The Post explored Stone’s claims and found that Trump’s opponents are much more politically active than his supporters. But Trump voters aren’t exactly sitting at home, either. Over 30 percent are motivated to join a general strike, more than a quarter are willing to attend a protest, and nearly 50 percent are ready to contact their local representative, a Post survey found. The left might be more politically active, but the right isn’t opposed to mobilizing. (Look no further than the Tea Party for evidence of that.) And if Trump supporters are ready to attack the NFL based on pre-game kneeling, then it’s unlikely they’d allow impeachment to go unopposed in the streets.

Here’s the reality. When Trump ran in 2015 and 2016, he spoke to a segment of the American public that felt unheard. He substituted Republican dog whistling with blatant calls for deporting immigrants and demonizing movements like #BlackLivesMatter.

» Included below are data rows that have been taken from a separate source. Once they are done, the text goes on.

#[cfg(test)]
mod tests {
    use super::*;
    use crate::join::{fixtures::tables, join};

    fn rows(spec: &[(&str, f64, f64, f64)]) -> Vec<JoinedRow> {
        join(tables(spec).view()).rows
    }

    fn approx(a: f64, b: f64) -> bool {
        (a - b).abs() < 1e-9
    }

    fn value_of(table: &GroupTable, key: &str) -> Option<f64> {
        table.iter().find(|g| g.key == key).map(|g| g.value)
    }

    #[test]
    fn test_average_order_value_and_ratio() {
        let rows = rows(&[
            ("A", 100.0, 10.0, 0.0),
            ("B", 200.0, 40.0, 0.0),
            ("C", 300.0, 90.0, 0.0),
        ]);
        let s = summary(&rows);
        assert_eq!(s.orders, 3);
        assert!(approx(s.avg_order_value.unwrap(), 200.0));
        assert!(approx(s.avg_cost_to_value.unwrap(), 0.2));
        assert!(approx(s.total_order_value.unwrap(), 600.0));
        assert!(approx(s.total_cost.unwrap(), 140.0));
    }

    #[test]
    fn test_delay_bucket_averages() {
        let rows = rows(&[
            ("A", 1000.0, 90.0, 0.0),
            ("B", 1000.0, 110.0, -1.0),
            ("C", 1000.0, 110.0, 1.0),
            ("D", 1000.0, 120.0, 2.0),
        ]);
        let delay = delay_costs(&rows, 2.0);
        assert_eq!(delay.avg_cost.len(), 2);
        assert!(approx(value_of(&delay.avg_cost, "on-time").unwrap(), 100.0));
        assert!(approx(value_of(&delay.avg_cost, "1-2 days late").unwrap(), 115.0));
        assert_eq!(value_of(&delay.avg_cost, "3+ days late"), None);
        assert_eq!(delay.avg_cost[0].key, "on-time");
    }

    #[test]
    fn test_delay_labels_follow_threshold() {
        let rows = rows(&[
            ("A", 1000.0, 100.0, 0.0),
            ("B", 1000.0, 110.0, 3.0),
            ("C", 1000.0, 130.0, 5.0),
        ]);
        let delay = delay_costs(&rows, 4.0);
        let keys: Vec<&str> = delay.avg_cost.iter().map(|g| g.key.as_str()).collect();
        assert_eq!(keys, ["on-time", "1-4 days late", "5+ days late"]);
        assert!(approx(value_of(&delay.avg_cost, "1-4 days late").unwrap(), 110.0));

        assert_eq!(DelayBucket::Minor.label(1.0), "1 day late");
        assert_eq!(DelayBucket::Major.label(1.0), "2+ days late");
        assert_eq!(DelayBucket::Minor.label(1.5), "up to 1.5 days late");
        assert_eq!(DelayBucket::Major.label(1.5), "over 1.5 days late");
    }

    #[test]
    fn test_cost_breakdown_sums_to_total() {
        let rows = rows(&[
            ("A", 100.0, 10.0, 0.0),
            ("B", 200.0, 40.0, 0.0),
            ("C", 300.0, 90.0, 0.0),
        ]);
        let breakdown = cost_breakdown(&rows).unwrap();
        let category_total: f64 = breakdown.categories.iter().map(|c| c.total).sum();
        assert!(approx(category_total, breakdown.total_cost));

        let percent: f64 = breakdown.categories.iter().filter_map(|c| c.percent).sum();
        assert!((percent - 100.0).abs() < 1e-6);

        for row in &rows {
            let per_type: f64 = CostType::ALL
                .iter()
                .filter_map(|&t| row.costs.amount(t))
                .sum();
            assert!(approx(per_type, row.total_cost.unwrap()));
        }
    }

    #[test]
    fn test_missing_values_leave_denominator() {
        let mut t = tables(&[("A", 100.0, 10.0, 0.0), ("B", 200.0, 40.0, 0.0)]);
        t.orders[1].order_value = None;
        t.delivery[0].customer_rating = None;
        t.costs[1].labor = None;
        let rows = join(t.view()).rows;

        let s = summary(&rows);
        assert!(approx(s.avg_order_value.unwrap(), 100.0));
        assert!(approx(s.avg_customer_rating.unwrap(), 4.0));
        assert!(approx(s.total_cost.unwrap(), 10.0));
        assert!(approx(s.avg_cost_to_value.unwrap(), 0.1));

        let breakdown = cost_breakdown(&rows).unwrap();
        assert_eq!(breakdown.orders, 1);
    }

    #[test]
    fn test_empty_input_has_no_data() {
        let config = AnalysisConfig::default();
        let aggregates = aggregate(&[], &config);
        assert_eq!(aggregates.summary.orders, 0);
        assert_eq!(aggregates.summary.avg_order_value, None);
        assert_eq!(aggregates.summary.total_cost, None);
        assert_eq!(aggregates.summary.avg_cost_to_value, None);
        assert!(aggregates.cost_breakdown.is_none());
        assert!(aggregates.delay.avg_cost.is_empty());
        assert!(aggregates.routes.points.is_empty());
        assert_eq!(aggregates.routes.distance_cost_correlation, None);
        assert!(aggregates.feedback.avg_cost.is_empty());
        assert!(aggregates.leakage.ratio_histogram.is_empty());
        assert_eq!(aggregates.leakage.high_cost_share, None);

        assert!(fleet_profile(&[]).avg_fuel_efficiency.is_empty());
        assert_eq!(warehouse_costs(&[]).mean_storage_cost, None);
    }

    #[test]
    fn test_aggregate_is_idempotent() {
        let rows = rows(&[
            ("A", 100.0, 10.0, 0.0),
            ("B", 200.0, 80.0, 3.0),
            ("C", 300.0, 250.0, 1.0),
        ]);
        let config = AnalysisConfig::default();
        assert_eq!(aggregate(&rows, &config), aggregate(&rows, &config));
    }

    #[test]
    fn test_route_cost_relationship() {
        // fixture distances are 100, 110, 120 km
        let rows = rows(&[
            ("A", 1000.0, 100.0, 0.0),
            ("B", 1000.0, 120.0, 0.0),
            ("C", 1000.0, 140.0, 0.0),
        ]);
        let routes = route_costs(&rows);
        assert_eq!(routes.points.len(), 3);
        assert!(approx(routes.distance_cost_correlation.unwrap(), 1.0));
        assert!(approx(routes.cost_per_km_slope.unwrap(), 2.0));
        assert!(approx(routes.points[0].cost_per_km.unwrap(), 1.0));
        // identical tolls on every route
        assert_eq!(routes.toll_cost_correlation, None);
    }

    #[test]
    fn test_fleet_profile_by_age() {
        let mut t = tables(&[("A", 1.0, 1.0, 0.0), ("B", 1.0, 1.0, 0.0), ("C", 1.0, 1.0, 0.0)]);
        t.fleet[0].age_years = Some(1.0);
        t.fleet[0].maintenance_cost = Some(400.0);
        t.fleet[1].age_years = Some(12.0);
        t.fleet[1].maintenance_cost = Some(1200.0);
        t.fleet[2].age_years = Some(11.0);
        t.fleet[2].maintenance_cost = None;

        let profile = fleet_profile(&t.fleet);
        assert_eq!(value_of(&profile.vehicles, "10+ yrs"), Some(2.0));
        assert_eq!(value_of(&profile.avg_maintenance_cost, "0-2 yrs"), Some(400.0));
        assert_eq!(value_of(&profile.avg_maintenance_cost, "10+ yrs"), Some(1200.0));
        let old = profile.avg_maintenance_cost.iter().find(|g| g.key == "10+ yrs").unwrap();
        assert_eq!(old.rows, 1);
    }

    #[test]
    fn test_warehouse_costs() {
        let mut t = tables(&[("A", 1.0, 1.0, 0.0), ("B", 1.0, 1.0, 0.0), ("C", 1.0, 1.0, 0.0)]);
        t.warehouses[0].storage_cost_per_unit = Some(2.0);
        t.warehouses[1].storage_cost_per_unit = Some(4.0);
        t.warehouses[2].storage_cost_per_unit = Some(9.0);
        t.warehouses[2].warehouse_id = "W-A".to_string();
        t.warehouses[2].product_category = "Books".to_string();

        let costs = warehouse_costs(&t.warehouses);
        assert_eq!(value_of(&costs.avg_storage_cost, "W-A"), Some(5.5));
        assert_eq!(costs.mean_storage_cost, Some(5.0));
        assert_eq!(costs.high_cost_warehouses, vec!["W-A".to_string()]);
        assert_eq!(costs.avg_storage_cost_by_category.len(), 3);
        assert_eq!(value_of(&costs.avg_storage_cost_by_category, "W-A / Books"), Some(9.0));
    }

    #[test]
    fn test_feedback_costs() {
        let mut t = tables(&[("A", 100.0, 50.0, 0.0), ("B", 100.0, 70.0, 4.0)]);
        t.feedback[0].rating = Some(5.0);
        t.feedback[1].rating = Some(1.0);
        let rows = join(t.view()).rows;

        let feedback = feedback_costs(&rows);
        assert_eq!(value_of(&feedback.avg_cost, "satisfied"), Some(50.0));
        assert_eq!(value_of(&feedback.avg_delay_days, "dissatisfied"), Some(4.0));
        assert_eq!(value_of(&feedback.avg_cost, "neutral"), None);
    }

    #[test]
    fn test_cost_leakage() {
        let rows = rows(&[
            ("A", 100.0, 70.0, 0.0),
            ("B", 100.0, 20.0, 0.0),
            ("C", 100.0, 65.0, 0.0),
        ]);
        let leakage = cost_leakage(&rows, 0.6, 5);
        assert_eq!(leakage.high_cost_orders.len(), 2);
        assert_eq!(leakage.orders_with_ratio, 3);
        assert!(approx(leakage.high_cost_share.unwrap(), 2.0 / 3.0));
        let counted: usize = leakage.ratio_histogram.iter().map(|b| b.count).sum();
        assert_eq!(counted, 3);
        assert_eq!(leakage.ratio_histogram.len(), 5);
    }

    #[test]
    fn test_histogram_single_value() {
        let bins = histogram(&[0.4, 0.4], 10);
        assert_eq!(bins.len(), 1);
        assert_eq!(bins[0].count, 2);
    }
}
//! Shared business logic for the dashboard API
//!
//! Views are computed on the blocking pool and memoised per filter selection.
//! The memo holds at most `view_capacity` views; the oldest is evicted first.

use anyhow::{anyhow, Result};
use std::collections::{HashMap, VecDeque};
use std::sync::Arc;
use tokio::sync::RwLock;
use tracing::debug;

use crate::config::Config;
use crate::dashboard::{Dashboard, DashboardView, Filters};
use crate::join::JoinedRow;

/// Default number of memoised filter selections
pub const DEFAULT_VIEW_CAPACITY: usize = 32;

#[derive(Default)]
struct ViewCache {
    views: HashMap<Filters, Arc<DashboardView>>,
    /// Insertion order, oldest first
    order: VecDeque<Filters>,
}

impl ViewCache {
    fn insert(&mut self, key: Filters, view: Arc<DashboardView>, capacity: usize) {
        if self.views.insert(key.clone(), view).is_none() {
            self.order.push_back(key);
        }
        while self.order.len() > capacity {
            if let Some(oldest) = self.order.pop_front() {
                self.views.remove(&oldest);
            }
        }
    }
}

pub struct DashboardService {
    dashboard: Arc<Dashboard>,
    cached_views: Arc<RwLock<ViewCache>>,
    view_capacity: usize,
}

impl DashboardService {
    pub fn new(dashboard: Dashboard) -> Self {
        Self::with_view_capacity(dashboard, DEFAULT_VIEW_CAPACITY)
    }

    pub fn with_view_capacity(dashboard: Dashboard, view_capacity: usize) -> Self {
        Self {
            dashboard: Arc::new(dashboard),
            cached_views: Arc::new(RwLock::new(ViewCache::default())),
            view_capacity,
        }
    }

    pub fn config(&self) -> &Config {
        self.dashboard.config()
    }

    pub async fn get_view(&self, filters: Filters) -> Result<Arc<DashboardView>> {
        // Check cache first
        {
            let cache = self.cached_views.read().await;
            if let Some(view) = cache.views.get(&filters) {
                return Ok(view.clone());
            }
        }

        let dashboard = self.dashboard.clone();
        let key = filters.clone();
        let view = tokio::task::spawn_blocking(move || dashboard.view(&filters))
            .await
            .map_err(|e| anyhow!("view computation failed: {}", e))?;
        let view = Arc::new(view);

        // Update cache
        {
            let mut cache = self.cached_views.write().await;
            cache.insert(key.clone(), view.clone(), self.view_capacity);
            debug!("Cached view for {:?} ({} cached)", key, cache.views.len());
        }

        Ok(view)
    }

    /// Joined rows for the selection; the error carries the unavailability reason.
    pub async fn get_orders(&self, filters: Filters, limit: usize) -> Result<Vec<JoinedRow>> {
        let dashboard = self.dashboard.clone();
        tokio::task::spawn_blocking(move || {
            dashboard
                .rows(&filters)
                .map(|rows| rows.into_iter().take(limit).collect())
                .map_err(|reason| anyhow!(reason))
        })
        .await
        .map_err(|e| anyhow!("order lookup failed: {}", e))?
    }

    pub async fn cached_view_count(&self) -> usize {
        self.cached_views.read().await.views.len()
    }
}

#[cfg(test)]
mod tests {
    use super::*;
    use crate::config::{Config, ForecastConfig};
    use crate::join::fixtures::tables;
    use crate::loader::SourceData;

    fn service(capacity: usize) -> DashboardService {
        let t = tables(&[("A", 100.0, 10.0, 0.0), ("B", 200.0, 40.0, 1.0)]);
        let data = SourceData::from_tables(
            t.orders,
            t.delivery,
            t.routes,
            t.fleet,
            t.warehouses,
            t.feedback,
            t.costs,
        );
        let config = Config {
            forecast: ForecastConfig {
                n_estimators: 2,
                ..ForecastConfig::default()
            },
            ..Config::default()
        };
        DashboardService::with_view_capacity(Dashboard::new(data, config), capacity)
    }

    fn carrier(name: String) -> Filters {
        Filters {
            carrier: Some(name),
            ..Filters::default()
        }
    }

    #[tokio::test]
    async fn test_view_cache_is_bounded() {
        let service = service(3);
        for i in 0..50 {
            service.get_view(carrier(format!("nobody-{}", i))).await.unwrap();
        }
        assert_eq!(service.cached_view_count().await, 3);

        // newest selections survive, the oldest were evicted
        let newest = service.get_view(carrier("nobody-49".to_string())).await.unwrap();
        let again = service.get_view(carrier("nobody-49".to_string())).await.unwrap();
        assert!(Arc::ptr_eq(&newest, &again));
        assert_eq!(service.cached_view_count().await, 3);

        service.get_view(carrier("nobody-0".to_string())).await.unwrap();
        assert_eq!(service.cached_view_count().await, 3);
    }

    #[tokio::test]
    async fn test_repeated_selection_is_cached_once() {
        let service = service(DEFAULT_VIEW_CAPACITY);
        let first = service.get_view(Filters::default()).await.unwrap();
        let second = service.get_view(Filters::default()).await.unwrap();
        assert!(Arc::ptr_eq(&first, &second));
        assert_eq!(service.cached_view_count().await, 1);
    }
}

And now that Trump has spoken to a bigoted crowd, he’s given them a loudspeaker to do as they please. After all, there’s a reason why hate crimes rose in 2016 amid the Trump campaign’s growing popularity. Now, nationalists feel strong enough to organize in Charlottesville, Virginia, carry torches while chanting Nazi slogans, and physically assault their opponents. Let’s not forget Heather Heyer’s death, after all.

Trump’s fans aren’t going away. In fact, they’re right next door. The Southern Poverty Law Center’s Hate Map tracks hate groups in the U.S., and the site lists over 900 groups across the country. Even in states that turned blue during the election, organized bigotry is alive and well. New Jersey hosts over a half dozen hate groups, with nearly 50 in New York. And California has over 70, including neo-Nazi organizations, Ku Klux Klan chapters, anti-Muslim chapters, and anti-LGBTQ groups. That’s a lot of far-right organizing in pro-Hillary Clinton spaces.

Trump spoke to these people and he drew them into action. Impeachment won’t shut them up. Hell, they’re strong enough to take on a fight with the NFL. Kicking Trump out of office won’t end the madness. His base, and the personality cult he’s created, are here to stay in American politics. And that should leave the left worried for the country’s future.